:: EXERCISE AIM ::
Find the lines in the records below that contain "insert", and report each of them.

:: SOURCE INFORMATION ::
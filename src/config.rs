use serde::{Deserialize, Serialize};
use std::fs;
use std::time::Duration;

use crate::error::{Error, Result};
use crate::roster::column_index;

const DEFAULT_BIND: &str = "127.0.0.1:3000";
const DEFAULT_ROSTER_RANGE: &str = "A1:H";
const DEFAULT_SESSION_HOURS: u64 = 24;

/// Where the roster keeps each piece of employee data
///
/// Column indices are 0-based, so `4` is column `E`.
#[derive(Debug, Clone, Serialize, Deserialize, PartialEq)]
#[serde(default)]
pub struct RosterLayout {
    /// Column holding the employee name, matched at login and when recording
    pub name_column: usize,

    /// Column holding the link to the unsigned payslip
    pub document_column: usize,

    /// Column that receives the link to the signed payslip
    pub signed_column: usize,

    /// Column holding the employee password
    pub password_column: usize,

    /// Optional column with the employee e-mail; the signed file is shared with it
    pub email_column: Option<usize>,
}

impl Default for RosterLayout {
    fn default() -> Self {
        RosterLayout {
            name_column: 0,
            document_column: 4,
            signed_column: 6,
            password_column: 7,
            email_column: None,
        }
    }
}

/// Base URLs of the Google APIs
#[derive(Debug, Clone, Serialize, Deserialize, PartialEq)]
#[serde(default)]
pub struct Endpoints {
    pub sheets: String,
    pub drive: String,
    pub drive_upload: String,
}

impl Default for Endpoints {
    fn default() -> Self {
        Endpoints {
            sheets: "https://sheets.googleapis.com/v4".to_string(),
            drive: "https://www.googleapis.com/drive/v3".to_string(),
            drive_upload: "https://www.googleapis.com/upload/drive/v3".to_string(),
        }
    }
}

/// How the service authenticates against Google
#[derive(Debug, Clone, PartialEq)]
pub enum CredentialSource {
    /// Content of a service-account key file
    ServiceAccountJson(String),

    /// A bearer token minted elsewhere
    AccessToken(String),
}

/// Runtime configuration of the signing service
#[derive(Debug, Clone, Serialize, Deserialize)]
#[serde(default)]
pub struct Config {
    pub bind: String,
    pub spreadsheet_id: String,
    pub roster_range: String,
    pub signed_folder_id: String,
    pub session_hours: u64,
    pub static_dir: String,
    pub credentials_file: Option<String>,
    pub layout: RosterLayout,
    pub endpoints: Endpoints,
    #[serde(skip)]
    pub credentials: Option<CredentialSource>,
}

impl Default for Config {
    fn default() -> Self {
        Config {
            bind: DEFAULT_BIND.to_string(),
            spreadsheet_id: String::new(),
            roster_range: DEFAULT_ROSTER_RANGE.to_string(),
            signed_folder_id: String::new(),
            session_hours: DEFAULT_SESSION_HOURS,
            static_dir: "static".to_string(),
            credentials_file: None,
            layout: RosterLayout::default(),
            endpoints: Endpoints::default(),
            credentials: None,
        }
    }
}

impl Config {
    /// Load the configuration from the process environment
    ///
    /// `PAYSLIP_CONFIG` may name a JSON file providing the base values; any
    /// `PAYSLIP_*` / `GOOGLE_*` variable overrides the file.
    ///
    /// # Errors
    /// * `Error::Config` when a required value is missing or malformed
    pub fn from_env() -> Result<Self> {
        Self::from_lookup(|key| std::env::var(key).ok())
    }

    /// Same as [`Config::from_env`] with a custom variable source
    pub fn from_lookup<F>(lookup: F) -> Result<Self>
    where
        F: Fn(&str) -> Option<String>,
    {
        let mut config = match lookup("PAYSLIP_CONFIG") {
            Some(path) => {
                let contents = fs::read_to_string(&path)
                    .map_err(|e| Error::Config(format!("cannot read {}: {}", path, e)))?;
                serde_json::from_str(&contents)
                    .map_err(|e| Error::Config(format!("cannot parse {}: {}", path, e)))?
            }
            None => Config::default(),
        };

        if let Some(bind) = lookup("PAYSLIP_BIND") {
            config.bind = bind;
        }
        if let Some(id) = lookup("PAYSLIP_SPREADSHEET_ID") {
            config.spreadsheet_id = id;
        }
        if let Some(range) = lookup("PAYSLIP_ROSTER_RANGE") {
            config.roster_range = range;
        }
        if let Some(folder) = lookup("PAYSLIP_SIGNED_FOLDER_ID") {
            config.signed_folder_id = folder;
        }
        if let Some(dir) = lookup("PAYSLIP_STATIC_DIR") {
            config.static_dir = dir;
        }
        if let Some(hours) = lookup("PAYSLIP_SESSION_HOURS") {
            config.session_hours = hours.trim().parse().map_err(|_| {
                Error::Config(format!("PAYSLIP_SESSION_HOURS is not a number: {:?}", hours))
            })?;
        }
        if let Some(letter) = lookup("PAYSLIP_SHARE_COLUMN") {
            let index = column_index(&letter).ok_or_else(|| {
                Error::Config(format!("PAYSLIP_SHARE_COLUMN is not a column: {:?}", letter))
            })?;
            config.layout.email_column = Some(index);
        }

        // Inline key wins over a key file, a raw token is the last resort
        if let Some(json) = lookup("GOOGLE_CREDENTIALS") {
            config.credentials = Some(CredentialSource::ServiceAccountJson(json));
        } else if let Some(path) =
            lookup("GOOGLE_CREDENTIALS_FILE").or_else(|| config.credentials_file.clone())
        {
            let json = fs::read_to_string(&path)
                .map_err(|e| Error::Config(format!("cannot read credentials {}: {}", path, e)))?;
            config.credentials = Some(CredentialSource::ServiceAccountJson(json));
        } else if let Some(token) = lookup("GOOGLE_ACCESS_TOKEN") {
            config.credentials = Some(CredentialSource::AccessToken(token));
        }

        config.validate()?;
        Ok(config)
    }

    fn validate(&self) -> Result<()> {
        if self.spreadsheet_id.trim().is_empty() {
            return Err(Error::Config("PAYSLIP_SPREADSHEET_ID is required".to_string()));
        }
        if self.signed_folder_id.trim().is_empty() {
            return Err(Error::Config("PAYSLIP_SIGNED_FOLDER_ID is required".to_string()));
        }
        if self.credentials.is_none() {
            return Err(Error::Config(
                "one of GOOGLE_CREDENTIALS, GOOGLE_CREDENTIALS_FILE or GOOGLE_ACCESS_TOKEN \
                 is required"
                    .to_string(),
            ));
        }
        if self.session_hours == 0 {
            return Err(Error::Config("PAYSLIP_SESSION_HOURS must be positive".to_string()));
        }
        Ok(())
    }

    pub fn session_duration(&self) -> Duration {
        Duration::from_secs(self.session_hours * 60 * 60)
    }
}
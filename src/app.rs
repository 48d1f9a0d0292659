use axum::{
    Form, Json, Router,
    extract::{State, rejection::JsonRejection},
    http::{StatusCode, header},
    response::{Html, IntoResponse, Redirect, Response},
    routing::{get, post},
};
use axum_extra::extract::cookie::{Cookie, CookieJar, SameSite};
use chrono::Local;
use serde::{Deserialize, Serialize};
use std::sync::Arc;
use std::time::Duration;
use tokio::net::TcpListener;
use tower_http::services::ServeDir;

use crate::auth::{SESSION_COOKIE, Session, SessionStore};
use crate::backend::{Backend, GoogleWorkspace};
use crate::config::Config;
use crate::error::Error;
use crate::signing::{self, SignOutcome};
use crate::stamp::{StampLayout, decode_data_url};

/// Shared state of the web application
pub struct AppState<B> {
    pub backend: B,
    pub sessions: SessionStore,
    pub layout: StampLayout,
}

impl<B> AppState<B> {
    pub fn new(backend: B, session_duration: Duration) -> Self {
        AppState {
            backend,
            sessions: SessionStore::new(session_duration),
            layout: StampLayout::default(),
        }
    }
}

#[derive(Deserialize)]
pub struct LoginForm {
    name: String,
    #[serde(default)]
    password: String,
}

#[derive(Deserialize)]
pub struct SignPayload {
    /// Canvas export as a `data:image/png;base64,...` URL
    signature: String,
}

#[derive(Serialize)]
struct SignResponse {
    status: String,
    link: Option<String>,
    message: String,
}

const ROSTER_EMPTY: &str = "Não foram encontrados dados na planilha.";
const ROSTER_UNAVAILABLE: &str = "Não foi possível carregar a planilha.";
const WRONG_PASSWORD: &str = "Senha incorreta.";
const SESSION_EXPIRED: &str = "Sessão expirada. Entre novamente.";

/// Build the router; `static_dir` is served under `/static` (logo)
pub fn router<B: Backend>(state: Arc<AppState<B>>, static_dir: &str) -> Router {
    Router::new()
        .route("/", get(index::<B>))
        .route("/login", get(login_page::<B>).post(handle_login::<B>))
        .route("/sign", get(sign_page::<B>))
        .route("/document", get(original_document::<B>))
        .route("/api/sign", post(handle_sign::<B>))
        .route("/logout", post(handle_logout::<B>))
        .nest_service("/static", ServeDir::new(static_dir))
        .with_state(state)
}

/// Serve the signing workflow backed by Google Sheets and Drive
pub async fn run(config: Config) -> Result<(), Box<dyn std::error::Error>> {
    let backend = GoogleWorkspace::from_config(&config)?;
    let state = Arc::new(AppState::new(backend, config.session_duration()));
    let app = router(state, &config.static_dir);

    let listener = TcpListener::bind(&config.bind).await?;
    log::info!("Listening on http://{}", config.bind);
    axum::serve(listener, app).await?;

    Ok(())
}

fn current_session<B>(state: &AppState<B>, jar: &CookieJar) -> Option<Session> {
    jar.get(SESSION_COOKIE)
        .and_then(|cookie| state.sessions.get(cookie.value()))
}

async fn index<B: Backend>(State(state): State<Arc<AppState<B>>>, jar: CookieJar) -> Redirect {
    if current_session(&state, &jar).is_some() {
        Redirect::to("/sign")
    } else {
        Redirect::to("/login")
    }
}

async fn login_page<B: Backend>(State(state): State<Arc<AppState<B>>>, jar: CookieJar) -> Response {
    if current_session(&state, &jar).is_some() {
        return Redirect::to("/sign").into_response();
    }

    match state.backend.load_roster().await {
        Ok(roster) if roster.is_empty() => {
            Html(render_login(None, None, Some(("warning", ROSTER_EMPTY)))).into_response()
        }
        Ok(roster) => Html(render_login(Some(&roster.names()), None, None)).into_response(),
        Err(e) => {
            log::error!("cannot load roster: {}", e);
            (
                StatusCode::BAD_GATEWAY,
                Html(render_login(None, None, Some(("error", ROSTER_UNAVAILABLE)))),
            )
                .into_response()
        }
    }
}

async fn handle_login<B: Backend>(
    State(state): State<Arc<AppState<B>>>,
    jar: CookieJar,
    Form(form): Form<LoginForm>,
) -> Response {
    match signing::login(&state.backend, &form.name, &form.password).await {
        Ok(session) => {
            let session_id = state.sessions.create(session);
            let cookie = Cookie::build((SESSION_COOKIE, session_id))
                .path("/")
                .http_only(true)
                .same_site(SameSite::Lax);
            (jar.add(cookie), Redirect::to("/sign")).into_response()
        }
        Err(e) => {
            let (status, message) = login_failure(&form.name, e);
            let names = state.backend.load_roster().await.ok().map(|r| r.names());
            let page = render_login(
                names.as_deref(),
                Some(&form.name),
                Some(("error", message.as_str())),
            );
            (status, Html(page)).into_response()
        }
    }
}

async fn sign_page<B: Backend>(State(state): State<Arc<AppState<B>>>, jar: CookieJar) -> Response {
    let Some(session) = current_session(&state, &jar) else {
        return Redirect::to("/login").into_response();
    };

    let page = include_str!("./static/sign.html")
        .replace("{{EMPLOYEE}}", &escape_html(&session.employee))
        .replace("{{DOCUMENT_LINK}}", &escape_html(&session.document_link));
    Html(page).into_response()
}

async fn original_document<B: Backend>(
    State(state): State<Arc<AppState<B>>>,
    jar: CookieJar,
) -> Response {
    let Some(session) = current_session(&state, &jar) else {
        return (StatusCode::UNAUTHORIZED, SESSION_EXPIRED).into_response();
    };

    (
        [
            (header::CONTENT_TYPE, "application/pdf"),
            (header::CONTENT_DISPOSITION, "inline; filename=\"holerite.pdf\""),
        ],
        (*session.document).clone(),
    )
        .into_response()
}

async fn handle_sign<B: Backend>(
    State(state): State<Arc<AppState<B>>>,
    jar: CookieJar,
    payload: Result<Json<SignPayload>, JsonRejection>,
) -> Response {
    let Some(session) = current_session(&state, &jar) else {
        return (
            StatusCode::UNAUTHORIZED,
            Json(SignResponse {
                status: "error".to_string(),
                link: None,
                message: SESSION_EXPIRED.to_string(),
            }),
        )
            .into_response();
    };

    let payload = match payload {
        Ok(Json(payload)) => payload,
        Err(rejection) => return Error::InvalidSignature(rejection.body_text()).into_response(),
    };

    let signature = match decode_data_url(&payload.signature) {
        Ok(bytes) => bytes,
        Err(e) => return e.into_response(),
    };

    let signed_at = Local::now().naive_local();
    match signing::sign(&state.backend, &session, &signature, signed_at, &state.layout).await {
        Ok(SignOutcome::Recorded { link, .. }) => Json(SignResponse {
            status: "ok".to_string(),
            link: Some(link),
            message: "Holerite assinado com sucesso e link atualizado na planilha!".to_string(),
        })
        .into_response(),
        Ok(SignOutcome::Unrecorded { link, .. }) => Json(SignResponse {
            status: "partial".to_string(),
            link: Some(link),
            message: "Holerite assinado com sucesso, mas não foi possível atualizar o link \
                      na planilha."
                .to_string(),
        })
        .into_response(),
        Err(e) => {
            log::error!("signing failed for {}: {}", session.employee, e);
            e.into_response()
        }
    }
}

async fn handle_logout<B: Backend>(
    State(state): State<Arc<AppState<B>>>,
    jar: CookieJar,
) -> (CookieJar, Redirect) {
    if let Some(cookie) = jar.get(SESSION_COOKIE) {
        state.sessions.remove(cookie.value());
    }

    (
        jar.remove(Cookie::build(SESSION_COOKIE).path("/")),
        Redirect::to("/login"),
    )
}

fn login_failure(name: &str, error: Error) -> (StatusCode, String) {
    match error {
        Error::AuthenticationFailed => (StatusCode::UNAUTHORIZED, WRONG_PASSWORD.to_string()),
        other => {
            log::error!("login for {:?} failed: {}", name, other);
            (
                error_status(&other),
                format!("Não foi possível carregar seu holerite: {}", other),
            )
        }
    }
}

fn error_status(error: &Error) -> StatusCode {
    match error {
        Error::AuthenticationFailed => StatusCode::UNAUTHORIZED,
        Error::EmptySignature | Error::InvalidSignature(_) | Error::Image(_) => {
            StatusCode::BAD_REQUEST
        }
        Error::EmployeeNotFound(_) => StatusCode::NOT_FOUND,
        Error::InvalidDocumentLink(_) | Error::InvalidDocument(_) | Error::Pdf(_) => {
            StatusCode::UNPROCESSABLE_ENTITY
        }
        Error::Http(_) | Error::Api { .. } | Error::Credentials(_) => StatusCode::BAD_GATEWAY,
        _ => StatusCode::INTERNAL_SERVER_ERROR,
    }
}

impl IntoResponse for Error {
    fn into_response(self) -> Response {
        let message = match &self {
            Error::EmptySignature => "Desenhe sua assinatura antes de assinar.".to_string(),
            Error::AuthenticationFailed => WRONG_PASSWORD.to_string(),
            Error::Http(_) | Error::Api { .. } => {
                "Não foi possível salvar o arquivo assinado.".to_string()
            }
            other => format!("Ocorreu um erro durante o processo de assinatura: {}", other),
        };

        (
            error_status(&self),
            Json(SignResponse {
                status: "error".to_string(),
                link: None,
                message,
            }),
        )
            .into_response()
    }
}

/// Fill the login template; `names` is `None` when no form can be shown
fn render_login(
    names: Option<&[String]>,
    selected: Option<&str>,
    message: Option<(&str, &str)>,
) -> String {
    let message_html = match message {
        Some((class, text)) => format!(
            "<div class=\"message {}\">{}</div>",
            class,
            escape_html(text)
        ),
        None => String::new(),
    };

    let form_html = match names {
        Some(names) if !names.is_empty() => {
            let options: String = names
                .iter()
                .map(|name| {
                    let escaped = escape_html(name);
                    let marker = if selected == Some(name.as_str()) { " selected" } else { "" };
                    format!("<option value=\"{}\"{}>{}</option>", escaped, marker, escaped)
                })
                .collect::<Vec<_>>()
                .join("\n            ");

            format!(
                r#"<form method="post" action="/login">
        <label for="name">Selecione seu nome:</label>
        <select id="name" name="name">
            {}
        </select>
        <label for="password">Digite sua senha:</label>
        <input id="password" name="password" type="password" autocomplete="current-password">
        <button type="submit">Entrar</button>
    </form>"#,
                options
            )
        }
        _ => String::new(),
    };

    include_str!("./static/login.html")
        .replace("{{MESSAGE}}", &message_html)
        .replace("{{FORM}}", &form_html)
}

fn escape_html(text: &str) -> String {
    let mut out = String::with_capacity(text.len());
    for c in text.chars() {
        match c {
            '&' => out.push_str("&amp;"),
            '<' => out.push_str("&lt;"),
            '>' => out.push_str("&gt;"),
            '"' => out.push_str("&quot;"),
            '\'' => out.push_str("&#39;"),
            _ => out.push(c),
        }
    }
    out
}
#![allow(dead_code)]

use image::{DynamicImage, ImageOutputFormat, Rgba, RgbaImage};
use lopdf::{Document, Object, Stream, dictionary};
use std::collections::HashMap;
use std::io::Cursor;
use std::sync::Mutex;

use payslip_signer::backend::{DocumentStore, RosterStore};
use payslip_signer::config::RosterLayout;
use payslip_signer::google::UploadedFile;
use payslip_signer::roster::{Roster, row_for_name};
use payslip_signer::{Error, Result};

/// A PDF with `pages` pages; resources are inherited from the page tree root
pub fn sample_pdf(pages: usize) -> Vec<u8> {
    let mut doc = Document::with_version("1.5");
    let pages_id = doc.new_object_id();
    let font_id = doc.add_object(dictionary! {
        "Type" => "Font",
        "Subtype" => "Type1",
        "BaseFont" => "Courier",
    });
    let resources_id = doc.add_object(dictionary! {
        "Font" => dictionary! { "F1" => font_id },
    });

    let mut kids: Vec<Object> = Vec::new();
    for i in 0..pages {
        let content = format!("BT /F1 24 Tf 72 700 Td (Holerite pagina {}) Tj ET", i + 1);
        let content_id = doc.add_object(Stream::new(dictionary! {}, content.into_bytes()));
        let page_id = doc.add_object(dictionary! {
            "Type" => "Page",
            "Parent" => pages_id,
            "Contents" => content_id,
            "MediaBox" => vec![0.into(), 0.into(), 595.into(), 842.into()],
        });
        kids.push(page_id.into());
    }

    doc.objects.insert(
        pages_id,
        Object::Dictionary(dictionary! {
            "Type" => "Pages",
            "Kids" => kids,
            "Count" => pages as i64,
            "Resources" => resources_id,
        }),
    );
    let catalog_id = doc.add_object(dictionary! {
        "Type" => "Catalog",
        "Pages" => pages_id,
    });
    doc.trailer.set("Root", catalog_id);

    let mut out = Vec::new();
    doc.save_to(&mut out).unwrap();
    out
}

/// A 30x10 white canvas, with a black stroke when `ink` is set
pub fn signature_png(ink: bool) -> Vec<u8> {
    let mut img = RgbaImage::from_pixel(30, 10, Rgba([255, 255, 255, 255]));
    if ink {
        for x in 5..25 {
            img.put_pixel(x, 5, Rgba([0, 0, 0, 255]));
        }
    }

    let mut buf = Cursor::new(Vec::new());
    DynamicImage::ImageRgba8(img)
        .write_to(&mut buf, ImageOutputFormat::Png)
        .unwrap();
    buf.into_inner()
}

fn row(cells: &[&str]) -> Vec<String> {
    cells.iter().map(|c| c.to_string()).collect()
}

/// Roster grid as the Sheets API would return `A1:H`
pub fn roster_values() -> Vec<Vec<String>> {
    vec![
        row(&["NOME", "CPF", "CARGO", "MES", "HOLERITE", "OBS", "ASSINADO", "SENHA", "EMAIL"]),
        row(&[
            "Ana Souza",
            "111",
            "Analista",
            "10/2026",
            "https://drive.google.com/file/d/file-ana/view?usp=sharing",
            "",
            "",
            "1234",
            "ana@example.com",
        ]),
        row(&[
            "Bruno Lima",
            "222",
            "Auxiliar",
            "10/2026",
            "https://drive.google.com/open?id=file-bruno",
            "",
            "",
            "abcd",
        ]),
        row(&["Carla Dias", "333"]),
        row(&["Duda Reis", "444", "", "", "sem link", "", "", "pw"]),
    ]
}

/// In-memory roster and document store
pub struct FakeBackend {
    pub values: Vec<Vec<String>>,
    pub layout: RosterLayout,
    pub files: HashMap<String, Vec<u8>>,
    pub uploads: Mutex<Vec<(String, Vec<u8>)>>,
    pub shares: Mutex<Vec<(String, String)>>,
    pub recorded: Mutex<Vec<(usize, String)>>,
    pub fail_roster: bool,
    pub fail_upload: bool,
    pub fail_share: bool,
    pub fail_record: bool,
}

impl FakeBackend {
    pub fn new() -> Self {
        let mut files = HashMap::new();
        files.insert("file-ana".to_string(), sample_pdf(1));
        files.insert("file-bruno".to_string(), sample_pdf(2));

        FakeBackend {
            values: roster_values(),
            layout: RosterLayout {
                email_column: Some(8),
                ..RosterLayout::default()
            },
            files,
            uploads: Mutex::new(Vec::new()),
            shares: Mutex::new(Vec::new()),
            recorded: Mutex::new(Vec::new()),
            fail_roster: false,
            fail_upload: false,
            fail_share: false,
            fail_record: false,
        }
    }

    pub fn empty() -> Self {
        FakeBackend {
            values: vec![row(&["NOME"])],
            ..FakeBackend::new()
        }
    }

    fn unavailable() -> Error {
        Error::Api {
            status: 503,
            body: "backend unavailable".to_string(),
        }
    }
}

impl RosterStore for FakeBackend {
    async fn load_roster(&self) -> Result<Roster> {
        if self.fail_roster {
            return Err(Self::unavailable());
        }
        Ok(Roster::from_values(&self.values, &self.layout))
    }

    async fn record_signed_link(&self, employee: &str, link: &str) -> Result<usize> {
        if self.fail_record {
            return Err(Self::unavailable());
        }
        let names: Vec<Vec<String>> = self
            .values
            .iter()
            .map(|r| r.get(self.layout.name_column).cloned().into_iter().collect())
            .collect();
        let row = row_for_name(&names, employee)
            .ok_or_else(|| Error::EmployeeNotFound(employee.to_string()))?;
        self.recorded.lock().unwrap().push((row, link.to_string()));
        Ok(row)
    }
}

impl DocumentStore for FakeBackend {
    async fn download(&self, file_id: &str) -> Result<Vec<u8>> {
        self.files.get(file_id).cloned().ok_or(Error::Api {
            status: 404,
            body: format!("File not found: {}", file_id),
        })
    }

    async fn upload_signed(&self, name: &str, pdf: Vec<u8>) -> Result<UploadedFile> {
        if self.fail_upload {
            return Err(Self::unavailable());
        }
        let mut uploads = self.uploads.lock().unwrap();
        uploads.push((name.to_string(), pdf));
        let id = format!("signed-{}", uploads.len());
        Ok(UploadedFile {
            web_view_link: Some(format!("https://drive.google.com/file/d/{}/view", id)),
            id,
        })
    }

    async fn share_with_reader(&self, file_id: &str, email: &str) -> Result<()> {
        if self.fail_share {
            return Err(Self::unavailable());
        }
        self.shares
            .lock()
            .unwrap()
            .push((file_id.to_string(), email.to_string()));
        Ok(())
    }
}
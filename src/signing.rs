use chrono::NaiveDateTime;
use std::sync::Arc;
use std::time::SystemTime;

use crate::auth::{Session, verify_password};
use crate::backend::{DocumentStore, RosterStore};
use crate::error::{Error, Result};
use crate::roster::extract_file_id;
use crate::stamp::{StampLayout, sign_pdf, signed_file_name};

/// Result of a signing request whose upload went through
#[derive(Debug, Clone, PartialEq)]
pub enum SignOutcome {
    /// Uploaded and written back into the roster
    Recorded { file_id: String, link: String },

    /// Uploaded, but the roster cell could not be updated
    Unrecorded {
        file_id: String,
        link: String,
        reason: String,
    },
}

impl SignOutcome {
    pub fn link(&self) -> &str {
        match self {
            SignOutcome::Recorded { link, .. } | SignOutcome::Unrecorded { link, .. } => link,
        }
    }
}

/// Authenticate `name` and fetch their payslip
///
/// Unknown names and wrong passwords both yield `Error::AuthenticationFailed`
/// so the login form does not reveal which one was wrong.
///
/// The returned session is not yet stored; `SessionStore::create` sets its expiry.
pub async fn login<B>(backend: &B, name: &str, password: &str) -> Result<Session>
where
    B: RosterStore + DocumentStore,
{
    let roster = backend.load_roster().await?;

    let employee = match roster.find(name) {
        Some(employee) if verify_password(password, &employee.password) => employee,
        _ => {
            log::warn!("failed login attempt for {:?}", name);
            return Err(Error::AuthenticationFailed);
        }
    };

    let file_id = extract_file_id(&employee.document_link)?;
    let document = backend.download(&file_id).await?;
    log::info!(
        "{} logged in, fetched {} ({} bytes)",
        employee.name,
        file_id,
        document.len()
    );

    Ok(Session {
        employee: employee.name.clone(),
        row: employee.row,
        document_link: employee.document_link.clone(),
        file_id,
        email: employee.email.clone(),
        document: Arc::new(document),
        expires_at: SystemTime::UNIX_EPOCH,
    })
}

/// Stamp the session's payslip with `signature`, upload it and record its link
///
/// # Errors
/// Anything that stops the upload: bad signature, unreadable PDF, Drive failure.
/// A failed roster update after a successful upload is reported through
/// `SignOutcome::Unrecorded` instead.
pub async fn sign<B>(
    backend: &B,
    session: &Session,
    signature: &[u8],
    signed_at: NaiveDateTime,
    layout: &StampLayout,
) -> Result<SignOutcome>
where
    B: RosterStore + DocumentStore,
{
    let signed = sign_pdf(&session.document, signature, signed_at, layout)?;
    let name = signed_file_name(&session.employee);

    let uploaded = backend.upload_signed(&name, signed).await?;
    let link = uploaded.link();

    if let Some(email) = &session.email {
        if let Err(e) = backend.share_with_reader(&uploaded.id, email).await {
            log::warn!("could not share {} with {}: {}", uploaded.id, email, e);
        }
    }

    match backend.record_signed_link(&session.employee, &link).await {
        Ok(_) => Ok(SignOutcome::Recorded {
            file_id: uploaded.id,
            link,
        }),
        Err(e) => {
            log::error!(
                "signed file {} uploaded but roster update failed for {}: {}",
                uploaded.id,
                session.employee,
                e
            );
            Ok(SignOutcome::Unrecorded {
                file_id: uploaded.id,
                link,
                reason: e.to_string(),
            })
        }
    }
}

:: REPLY ::
    doc.objects.insert(
        files.insert("file-ana".to_string(), sample_pdf(1));
        files.insert("file-bruno".to_string(), sample_pdf(2));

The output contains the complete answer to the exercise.